3. Guided Discovery: Can collaboration and learning in healthcare be streamlined?
Bond notes that many clinicians have encountered a remarkable individual at some point in their career whose accumulated knowledge and experience has given them a unique ability to solve the most complex medical puzzles. These individuals are natural resources for learning and guided discovery.
The best of these teachers, through their guidance, “walk you through [puzzles] by asking you questions about what you thought and what you saw. And it was almost as if you feel you’d solved that problem at the end by yourself,” Bond says. “Not only did you walk away from those encounters with a specific answer to the issue that you were dealing with, but you had formed a new frame as to how to reason through a problem. And you’d understood it well enough that it became your own. And that you could communicate that to someone else.”
The challenge for CDS is to build that kind of guidance into an “electronic exemplar,” she says.
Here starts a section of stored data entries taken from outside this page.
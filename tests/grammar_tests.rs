// Grammar derivation over whole languages.

mod common;

use common::scenario_language;
use krikata::demos::{calc, greet};
use krikata::grammar::Sym;
use krikata::prelude::*;
use pretty_assertions::assert_eq;

#[test]
fn scenario_grammar_formats_with_aligned_columns() {
    let expected = "\
l.calc:
 | <value> EOI

value:
 | \"add\"    <value> <value>
 | \"mul\"    <value> <value>
 | \"pi\"
 | <number>
";
    assert_eq!(scenario_language().grammar().format(), expected);
}

#[test]
fn grammar_is_idempotent() {
    let lang = calc::language().unwrap();
    let first = lang.grammar();
    let second = lang.grammar();
    assert_eq!(first, second);
    assert_eq!(first.format(), second.format());
}

#[test]
fn one_entry_per_reachable_tag() {
    let lang = calc::language().unwrap();
    let grammar = lang.grammar();
    let tags: Vec<&str> = grammar.rules().iter().map(|r| r.tag.as_str()).collect();
    assert_eq!(tags, vec!["l.calc", "value", "boolean", "arr", "r.value"]);
}

#[test]
fn repeat_entry_lists_both_endings() {
    let grammar = calc::language().unwrap().grammar();
    assert_eq!(
        grammar.get("r.value").unwrap(),
        &[
            vec![Sym::Repeat("value".into()), Sym::Eoi],
            vec![Sym::Repeat("value".into()), Sym::Exact("-".into())],
        ]
    );
}

#[test]
fn mutually_recursive_types_terminate() {
    let even: Type<u32> = Type::declare("even");
    let odd: Type<u32> = Type::declare("odd");
    even.define(
        Dispatch::new()
            .funct(Func::new("s").arg(&odd).exec(|n| n + 1))
            .funct(constant("z", || 0)),
    )
    .unwrap();
    odd.define(
        Dispatch::new()
            .funct(Func::new("s").arg(&even).exec(|n| n + 1))
            .default(Primitive::new("never", |_: &str| Err::<u32, _>("no literal"))),
    )
    .unwrap();

    let lang = Language::new("parity", &even);
    let grammar = lang.grammar();
    assert_eq!(grammar.len(), 3);
    assert_eq!(
        lang.parse_args(["s", "s", "z"]).unwrap().execute().block_on().unwrap(),
        2
    );
    assert!(lang.parse_args(["s", "z"]).is_err());
}

#[test]
fn undefined_type_gets_an_empty_entry() {
    let later: Type<String> = Type::declare("later");
    let lang = Language::new("wip", &later);
    let grammar = lang.grammar();
    assert_eq!(grammar.get("later").unwrap().len(), 0);
    assert_eq!(grammar.format(), "l.wip:\n | <later> EOI\n\nlater:\n");
}

#[test]
fn grammar_serializes_to_json() {
    let grammar = greet::language().grammar();
    let json = serde_json::to_value(&grammar).unwrap();
    assert_eq!(json["rules"][1]["tag"], "greeting");
    assert_eq!(json["rules"][1]["alternatives"][0][0]["kind"], "exact");
    assert_eq!(json["rules"][1]["alternatives"][0][0]["name"], "hi");
}
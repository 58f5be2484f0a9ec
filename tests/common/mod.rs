// Shared test languages.

#![allow(dead_code)]

use krikata::prelude::*;

/// `value` with `add`, `mul`, `pi` and a numeric default.
pub fn scenario_language() -> Language<f64> {
    let prims = Primitives::standard();
    let value = Type::declare("value");
    value
        .define(
            Dispatch::new()
                .funct(Func::new("add").arg(&value).arg(&value).exec(|l, r| l + r))
                .funct(Func::new("mul").arg(&value).arg(&value).exec(|l, r| l * r))
                .funct(constant("pi", || 3.14))
                .default(&prims.number),
        )
        .unwrap();
    Language::new("calc", &value)
}

pub fn eval(language: &Language<f64>, args: &[&str]) -> Result<f64> {
    language.parse_args(args)?.execute().block_on()
}
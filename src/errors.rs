//! Krikata Error Handling
//!
//! A single error type covers every failure the engine can report: the four
//! parse failures, definition mistakes made while building a language, and
//! failures raised by handlers at execution time. Parse failures carry the
//! index of the offending token so that front ends can point at it.

use std::fmt;

use miette::{Diagnostic, NamedSource, SourceSpan};
use thiserror::Error;

pub type Result<T, E = KrikataError> = std::result::Result<T, E>;

// ============================================================================
// ERROR TYPE
// ============================================================================

#[derive(Debug, Error, Diagnostic)]
pub enum KrikataError {
    #[error("Expected <{expected}> but the input ended at index {position}.")]
    #[diagnostic(
        code(krikata::parse::exhausted),
        help("the program stops before every argument was supplied")
    )]
    ParserExhausted { expected: String, position: usize },

    #[error("Could not read \"{token}\" at index {position} as <{expected}>: {reason}.")]
    #[diagnostic(code(krikata::parse::conversion))]
    ConversionFailure {
        token: String,
        position: usize,
        expected: String,
        reason: String,
    },

    #[error("Unexpected token \"{token}\" at index {position} for type <{expected}>.")]
    #[diagnostic(
        code(krikata::parse::dispatch),
        help("run with --grammar to list the accepted keywords")
    )]
    DispatchFailure {
        token: String,
        position: usize,
        expected: String,
    },

    #[error("Unexpected token \"{token}\" at index {position}: input remains after the program.")]
    #[diagnostic(code(krikata::parse::trailing))]
    TrailingInput { token: String, position: usize },

    #[error("Expected keyword \"{expected}\" but got \"{found}\" at index {position}.")]
    #[diagnostic(code(krikata::parse::keyword))]
    KeywordMismatch {
        expected: String,
        found: String,
        position: usize,
    },

    #[error("Type <{tag}> was used before it was defined.")]
    #[diagnostic(code(krikata::define::undefined))]
    UndefinedType { tag: String },

    #[error("Type <{tag}> is already defined.")]
    #[diagnostic(code(krikata::define::duplicate))]
    AlreadyDefined { tag: String },

    #[error("{message}")]
    #[diagnostic(code(krikata::exec::handler))]
    Handler { message: String },

    #[error(transparent)]
    #[diagnostic(code(krikata::exec::io))]
    Io(#[from] std::io::Error),
}

/// Coarse classification of a [`KrikataError`].
#[derive(Debug, Clone, Copy, PartialEq, Eq, Hash)]
pub enum ErrorKind {
    /// The token list does not match the language.
    Parse,
    /// The language itself was declared incorrectly.
    Definition,
    /// A handler failed while the parsed program ran.
    Execution,
}

impl KrikataError {
    /// Error raised from inside a handler.
    pub fn handler(message: impl fmt::Display) -> Self {
        KrikataError::Handler {
            message: message.to_string(),
        }
    }

    /// The error's kind name, as printed by the command-line front end.
    pub fn name(&self) -> &'static str {
        match self {
            KrikataError::ParserExhausted { .. } => "ParserExhausted",
            KrikataError::ConversionFailure { .. } => "ConversionFailure",
            KrikataError::DispatchFailure { .. } => "DispatchFailure",
            KrikataError::TrailingInput { .. } => "TrailingInput",
            KrikataError::KeywordMismatch { .. } => "KeywordMismatch",
            KrikataError::UndefinedType { .. } => "UndefinedType",
            KrikataError::AlreadyDefined { .. } => "AlreadyDefined",
            KrikataError::Handler { .. } => "HandlerError",
            KrikataError::Io(_) => "IoError",
        }
    }

    pub fn kind(&self) -> ErrorKind {
        match self {
            KrikataError::ParserExhausted { .. }
            | KrikataError::ConversionFailure { .. }
            | KrikataError::DispatchFailure { .. }
            | KrikataError::TrailingInput { .. }
            | KrikataError::KeywordMismatch { .. } => ErrorKind::Parse,
            // Parsing through an undefined type is a mistake in the language, not the input.
            KrikataError::UndefinedType { .. } | KrikataError::AlreadyDefined { .. } => {
                ErrorKind::Definition
            }
            KrikataError::Handler { .. } | KrikataError::Io(_) => ErrorKind::Execution,
        }
    }

    /// Index of the token the error points at, when there is one.
    pub fn position(&self) -> Option<usize> {
        match self {
            KrikataError::ParserExhausted { position, .. }
            | KrikataError::ConversionFailure { position, .. }
            | KrikataError::DispatchFailure { position, .. }
            | KrikataError::TrailingInput { position, .. }
            | KrikataError::KeywordMismatch { position, .. } => Some(*position),
            _ => None,
        }
    }

    /// `<ErrorKind>: <message>`, the one-line rendering used by front ends.
    pub fn summary(&self) -> String {
        format!("{}: {}", self.name(), self)
    }
}

// ============================================================================
// SOURCE CONTEXT - rich reports over the joined program text
// ============================================================================

/// The program re-joined into one line, with the byte span of every token.
///
/// Tokens never had source text of their own, so this is the closest thing
/// to a source file that a miette report can point into.
#[derive(Debug, Clone)]
pub struct ProgramSource {
    name: String,
    text: String,
    spans: Vec<SourceSpan>,
}

impl ProgramSource {
    pub fn new<S: AsRef<str>>(name: impl Into<String>, args: &[S]) -> Self {
        let mut text = String::new();
        let mut spans = Vec::with_capacity(args.len());
        for (i, arg) in args.iter().enumerate() {
            if i > 0 {
                text.push(' ');
            }
            let start = text.len();
            text.push_str(arg.as_ref());
            spans.push(SourceSpan::from(start..text.len()));
        }
        Self {
            name: name.into(),
            text,
            spans,
        }
    }

    /// Span for a token index; one past the end points just after the text.
    fn span_at(&self, position: usize) -> SourceSpan {
        self.spans
            .get(position)
            .copied()
            .unwrap_or_else(|| SourceSpan::from(self.text.len()..self.text.len()))
    }

    /// Wraps an error into a report labelled at the offending token.
    pub fn locate(&self, error: KrikataError) -> LocatedError {
        let span = error.position().map(|p| self.span_at(p));
        LocatedError {
            source_code: NamedSource::new(self.name.clone(), self.text.clone()),
            span,
            error,
        }
    }
}

#[derive(Debug, Error, Diagnostic)]
#[error("{error}")]
pub struct LocatedError {
    #[diagnostic_source]
    pub error: KrikataError,
    #[source_code]
    source_code: NamedSource<String>,
    #[label("here")]
    span: Option<SourceSpan>,
}

/// Prints an error with full miette diagnostics to stderr.
pub fn print_report(error: LocatedError) {
    let report = miette::Report::new(error);
    eprintln!("{report:?}");
}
While it may not be possible to replicate, it serves as an inspirational guidepost in the creation of clinical pathways and other content and decision support tools meant to provide step-by-step guidance “with your best interest and the best interest of a patient in mind.”
4. The Frontier: Unlocking AI’s potential in healthcare
“The question on everyone’s mind for medicine is how we’re going to dance with ChatGPT, and what does it mean for us? And I don’t think that there are any clear answers on that as of yet,” Bond says.
While the future of AI in CDS and other medical uses is still new ground, she says, “We just need to take a moment to be in awe of this. It’s an incredibly easy experience to simply ask any question that is on your mind and have an answer in whatever format you desire typed back to you.”
Bond also remarks on the “boldness” of AI, particularly in the area of medical knowledge where “there is too much of everything. There are too many alerts. Knowledge is fractured. You have to go to so many places to find an answer to your question. You’re never confident that you got it all there.” While she admits she admires the “think big” approach of AI’s ability to reach across the fractured or widespread medical knowledgebase in one search, she also cautions about the technology’s inherent limitations.
“This isn’t a surrogate for that master clinician,” she says.
Empathy for clinicians and their needs
Whatever the future holds for medical knowledge and technology, Bond says when she is designing content for CDS, “everything that I do and everything that I think about is informed by enabling the clinician to function in that milieu. I always take that as the highest-order problem that I’m trying to solve.”
She explains that as a content creator, her role is to support a clinician making a decision. Success starts with empathy for the user who is willing and able to work in an increasingly complex and demanding environment. She focuses on holistic solutions and whether the content she creates is “consumable in that environment.” To be successful, the information must be accurate “and that is no small matter.”
To be effective, the user needs to engage with that information, she explains. “Will someone take in that bit of information? Do they want to fiddle? Do they want to tinker with that? Do they want to engage with that type of formatting? What I’ve learned is that highest order first principle is always empathy for that individual who needs to use that thing.”